Todos agradecem quando “Deus salva” uma vida, mas ninguém culpa o Pai quando a pessoa morre. Resignam-se: Deus assim o quis. Se Deus salva por meio de uma cirurgia, é pelas mãos de algum “comprimário” comprometido com o bem. Mas esse médico não tem o controle absoluto da situação exatamente porque lhe falta o domínio sobre a morte – no caso, a ciência ainda não avançou a esse ponto, e nunca vai chegar lá. Ele apenas possui o estudo, o bom coração e a boa vontade com que trata seus pacientes. Tampouco a morte do doente foi culpa do diabo, que apenas rege, mas não toca.
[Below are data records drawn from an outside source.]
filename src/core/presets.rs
use crate::domain::models::PresetPrompt;

pub const PRESET_PROMPTS: [PresetPrompt; 4] = [
    PresetPrompt {
        key: "code-review",
        name: "Code Review",
        prompt: "You are a senior software engineer reviewing code. Point out bugs, \
                 unclear naming, missing error handling and risky changes. Be specific \
                 and reference file names.",
    },
    PresetPrompt {
        key: "refactor",
        name: "Refactor",
        prompt: "You are an expert at refactoring. Improve the structure and readability \
                 of the included code without changing its behavior. Show the full \
                 updated files.",
    },
    PresetPrompt {
        key: "explain",
        name: "Explain",
        prompt: "Explain how the included code works. Start with a high-level overview, \
                 then walk through the important functions and how they interact.",
    },
    PresetPrompt {
        key: "debug",
        name: "Debug",
        prompt: "Help find the root cause of a bug in the included code. Ask for missing \
                 information if needed and propose a minimal fix.",
    },
];

pub fn find_preset(key: &str) -> Option<&'static PresetPrompt> {
    PRESET_PROMPTS
        .iter()
        .find(|p| p.key.eq_ignore_ascii_case(key))
}
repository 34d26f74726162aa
use crate::domain::models::SelectedFile;

/// Rough token estimate for free text: one token per four characters, rounded up.
pub fn estimate_text_tokens(text: &str) -> usize {
    text.chars().count().div_ceil(4)
}

pub fn estimate_tokens(files: &[SelectedFile], system_prompt: &str, main_prompt: &str) -> usize {
    let file_tokens: usize = files.iter().map(|f| f.token_count.unwrap_or(0)).sum();
    file_tokens + estimate_text_tokens(system_prompt) + estimate_text_tokens(main_prompt)
}

pub fn format_token_count(count: usize) -> String {
    match count {
        0 => "~0".to_string(),
        1..=99 => format!("~{}", count),
        100..=999 => format!("~{}", ((count as f64 / 10.0).round() as usize) * 10),
        _ => format!("~{:.1}k", (count as f64 / 100.0).round() / 10.0),
    }
}
impl<'a> App<'a> {
    fn new(service: &'a dyn FileService, tree: FileTreeNode, session: Session) -> Self {
        let mut app = App {
            service,
            title: format!("Super Prompt · {}", tree.name),
            tree,
            collapsed: HashSet::new(),
            rows: Vec::new(),
            state: ListState::default(),
            session,
            focus: Focus::Tree,
            status: None,
            suggestions: Vec::new(),
            debouncer: Debouncer::default(),
        };
        app.rebuild_rows();
        app.debouncer.touch(Instant::now());
        app
    }

    fn root(&self) -> Option<&str> {
        tree_root(&self.tree)
    }

    fn rebuild_rows(&mut self) {
        fn flatten(
            node: &FileTreeNode,
            depth: usize,
            collapsed: &HashSet<String>,
            rows: &mut Vec<Row>,
        ) {
            for child in node.children() {
                let is_dir = !child.is_file();
                let expanded = is_dir && !collapsed.contains(&child.path);
                rows.push(Row {
                    depth,
                    name: child.name.clone(),
                    path: child.path.clone(),
                    extension: child.extension.clone(),
                    is_dir,
                    expanded,
                });
                if expanded {
                    flatten(child, depth + 1, collapsed, rows);
                }
            }
        }

        let previous = self.current_row().map(|row| row.path.clone());
        let mut rows = Vec::new();
        flatten(&self.tree, 0, &self.collapsed, &mut rows);
        self.rows = rows;

        let index = previous
            .and_then(|path| self.rows.iter().position(|row| row.path == path))
            .or(if self.rows.is_empty() { None } else { Some(0) });
        self.state.select(index);
    }

    fn current_row(&self) -> Option<&Row> {
        self.state.selected().and_then(|i| self.rows.get(i))
    }

    fn is_selected(&self, row: &Row) -> bool {
        !row.is_dir && self.session.selection.contains(&normalize_path(&row.path, self.root()))
    }

    fn next(&mut self) {
        if self.rows.is_empty() {
            return;
        }
        let i = match self.state.selected() {
            Some(i) if i + 1 < self.rows.len() => i + 1,
            _ => 0,
        };
        self.state.select(Some(i));
    }

    fn previous(&mut self) {
        if self.rows.is_empty() {
            return;
        }
        let i = match self.state.selected() {
            Some(0) | None => self.rows.len() - 1,
            Some(i) => i - 1,
        };
        self.state.select(Some(i));
    }

    fn set_expanded(&mut self, expanded: bool) {
        let Some(row) = self.current_row().filter(|row| row.is_dir) else {
            return;
        };
        let path = row.path.clone();
        let changed = if expanded {
            self.collapsed.remove(&path)
        } else {
            self.collapsed.insert(path)
        };
        if changed {
            self.rebuild_rows();
        }
    }

    fn set_status(&mut self, text: impl Into<String>, is_error: bool) {
        self.status = Some(StatusMessage {
            text: text.into(),
            is_error,
            shown_at: Instant::now(),
        });
    }

    fn toggle_current(&mut self) {
        let Some(row) = self.current_row() else {
            return;
        };
        if row.is_dir {
            let expanded = row.expanded;
            self.set_expanded(!expanded);
            return;
        }

        let service_path = row.path.clone();
        let name = row.name.clone();
        let extension = row.extension.clone();
        let path = normalize_path(&service_path, self.root());

        if self.session.selection.remove(&path).is_some() {
            return;
        }

        match self.service.file_content(&service_path) {
            Ok(content) => {
                let file = to_selected_file(
                    &service_path,
                    Some(&name),
                    extension.as_deref(),
                    content,
                    self.root(),
                );
                self.session.selection.insert(file);
            }
            Err(e) => {
                warn!("Error loading file content {}: {}", service_path, e);
                self.set_status(format!("Error loading file: {}", e), true);
            }
        }
    }

    fn select_all(&mut self) {
        let files = load_tree_files(self.service, &self.tree);
        let total = self.tree.file_count();
        let loaded = files.len();
        self.session.selection.replace_all(files);

        if loaded < total {
            self.set_status(format!("Could not load {} of {} files", total - loaded, total), true);
        } else {
            self.set_status(format!("Selected {} files", loaded), false);
        }
    }

    fn apply_preset(&mut self, index: usize) {
        if let Some(preset) = PRESET_PROMPTS.get(index) {
            self.session.system_prompt = preset.prompt.to_string();
            self.set_status(format!("System instructions: {}", preset.name), false);
        }
    }

    fn prompt_changed(&mut self, now: Instant) {
        self.debouncer.touch(now);
    }

    fn tick(&mut self, now: Instant) {
        if self
            .status
            .as_ref()
            .is_some_and(|s| now.saturating_duration_since(s.shown_at) >= STATUS_TTL)
        {
            self.status = None;
        }

        if self.debouncer.fire(now) {
            match self.service.suggestions(&self.session.payload()) {
                Ok(suggestions) => self.suggestions = suggestions,
                Err(e) => {
                    warn!("Failed to fetch suggestions: {}", e);
                    self.set_status(format!("Suggestions unavailable: {}", e), true);
                }
            }
        }
    }

    fn handle_key(&mut self, key: KeyEvent, now: Instant) -> Option<Outcome> {
        if key.code == KeyCode::Char('c') && key.modifiers.contains(KeyModifiers::CONTROL) {
            return Some(Outcome::Cancel);
        }

        match self.focus {
            Focus::Prompt => match key.code {
                KeyCode::Tab | KeyCode::Esc | KeyCode::Enter => self.focus = Focus::Tree,
                KeyCode::Backspace => {
                    if self.session.main_prompt.pop().is_some() {
                        self.prompt_changed(now);
                    }
                }
                KeyCode::Char(c) => {
                    self.session.main_prompt.push(c);
                    self.prompt_changed(now);
                }
                _ => {}
            },
            Focus::Tree => match key.code {
                KeyCode::Char('q') | KeyCode::Esc => {
                    return Some(if self.session.selection.is_empty() {
                        Outcome::Cancel
                    } else {
                        Outcome::Confirm
                    });
                }
                KeyCode::Enter => return Some(Outcome::Confirm),
                KeyCode::Tab => self.focus = Focus::Prompt,
                KeyCode::Char(' ') => self.toggle_current(),
                KeyCode::Char('a') => self.select_all(),
                KeyCode::Char('n') => self.session.selection.clear(),
                KeyCode::Char('t') => self.session.include_tree = !self.session.include_tree,
                KeyCode::Char(c @ '1'..='9') => {
                    self.apply_preset(c as usize - '1' as usize);
                }
                KeyCode::Right => self.set_expanded(true),
                KeyCode::Left => self.set_expanded(false),
                KeyCode::Down => self.next(),
                KeyCode::Up => self.previous(),
                _ => {}
            },
        }
        None
    }
}
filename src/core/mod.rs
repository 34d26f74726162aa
pub mod debounce;
pub mod file_selector;
pub mod presets;
pub mod prompt_compiler;
pub mod selection;
pub mod suggestions;
pub mod token_estimator;
pub mod tree_renderer;
pub mod file_service;
pub mod file_system;
pub mod logger;
pub mod output;
pub mod prompt_store;
pub mod errors;
pub mod models;
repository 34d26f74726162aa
mod cli;
mod core;
mod domain;
mod infra;

use cli::commands::run;

fn main() -> anyhow::Result<()> {
    run()
}
const MAX_SUGGESTIONS: usize = 3;

const SUGGESTION_RULES: [(&str, &str); 5] = [
    ("constraints", "Add bullet points for constraints"),
    ("example", "Provide concrete examples"),
    ("context", "Add more context about the problem"),
    ("steps", "Break down into clear steps"),
    ("format", "Specify desired output format"),
];

pub fn suggest(prompt_text: &str) -> Vec<String> {
    let lower = prompt_text.to_lowercase();

    SUGGESTION_RULES
        .iter()
        .filter(|(keyword, _)| !lower.contains(keyword))
        .map(|(_, suggestion)| suggestion.to_string())
        .take(MAX_SUGGESTIONS)
        .collect()
}
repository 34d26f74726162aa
use std::time::{Duration, Instant};

pub const DEFAULT_DEBOUNCE: Duration = Duration::from_millis(500);

/// Fires once after input has been quiet for `delay`.
#[derive(Debug, Clone)]
pub struct Debouncer {
    delay: Duration,
    last_touch: Option<Instant>,
}

impl Debouncer {
    pub fn new(delay: Duration) -> Self {
        Self {
            delay,
            last_touch: None,
        }
    }

    pub fn touch(&mut self, now: Instant) {
        self.last_touch = Some(now);
    }

    pub fn is_pending(&self) -> bool {
        self.last_touch.is_some()
    }

    /// True exactly once per burst of touches, when the window has elapsed.
    pub fn fire(&mut self, now: Instant) -> bool {
        match self.last_touch {
            Some(at) if now.saturating_duration_since(at) >= self.delay => {
                self.last_touch = None;
                true
            }
            _ => false,
        }
    }
}

impl Default for Debouncer {
    fn default() -> Self {
        Self::new(DEFAULT_DEBOUNCE)
    }
}

#[cfg(test)]
mod tests {
    use super::*;

    #[test]
    fn test_fires_after_quiet_window() {
        let start = Instant::now();
        let mut debouncer = Debouncer::default();
        assert!(!debouncer.fire(start));

        debouncer.touch(start);
        assert!(debouncer.is_pending());
        assert!(!debouncer.fire(start + Duration::from_millis(499)));
        assert!(debouncer.fire(start + Duration::from_millis(500)));
        assert!(!debouncer.is_pending());
        assert!(!debouncer.fire(start + Duration::from_millis(900)));
    }

    #[test]
    fn test_touch_restarts_window() {
        let start = Instant::now();
        let mut debouncer = Debouncer::new(Duration::from_millis(100));

        debouncer.touch(start);
        debouncer.touch(start + Duration::from_millis(80));
        assert!(!debouncer.fire(start + Duration::from_millis(150)));
        assert!(debouncer.fire(start + Duration::from_millis(180)));
    }
}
Os músicos de nossa orquestra também erram, pois são filhos do Pai, o grande poeta que desistiu da partitura. A questão do bem e do mal existe desde sempre, e na filosofia é assunto inesgotável, assim como os mistérios da vida e da morte. Está muito acima de nós, reles músicos, e até os solistas, coadjuvantes e figurantes. Somos submetidos aos implacáveis desígnios rabiscados no ar pelo maestro e sua regência, e nos resignamos quando o maestro compromete o bom andamento da obra, cabendo a nós repudiar os erros de condução ou quando a partitura da orquestra tem alguma grande aberração que transforma a bela ópera da vida em um verdadeiro inferno.
Como bem disse Machado de Assis, Deus é o poeta, a partitura foi levada para o abismo de onde rege Satanás, ópera cuja direção temos de acatar por imposição. Apenas podemos tentar tomar as rédeas quando há o necessário suporte da Administração Superior, dando-nos ferramentas para a vitória. Porém, após cada embate, ao final Satanás sempre volta, enquanto nós, pobres músicos, apenas nascemos, morremos, somos substituídos por outros que prosseguem obedecendo à partitura e à pontaria ameaçadora da cruel batuta do capeta. Não tive o menor “prazer em conhecê-lo”, devolvo retribuindo Lúcifer na apresentação dos Rolling Stones. Mas passei-lhe a perna porque adivinhei seu nome. E sei da natureza do seu jogo!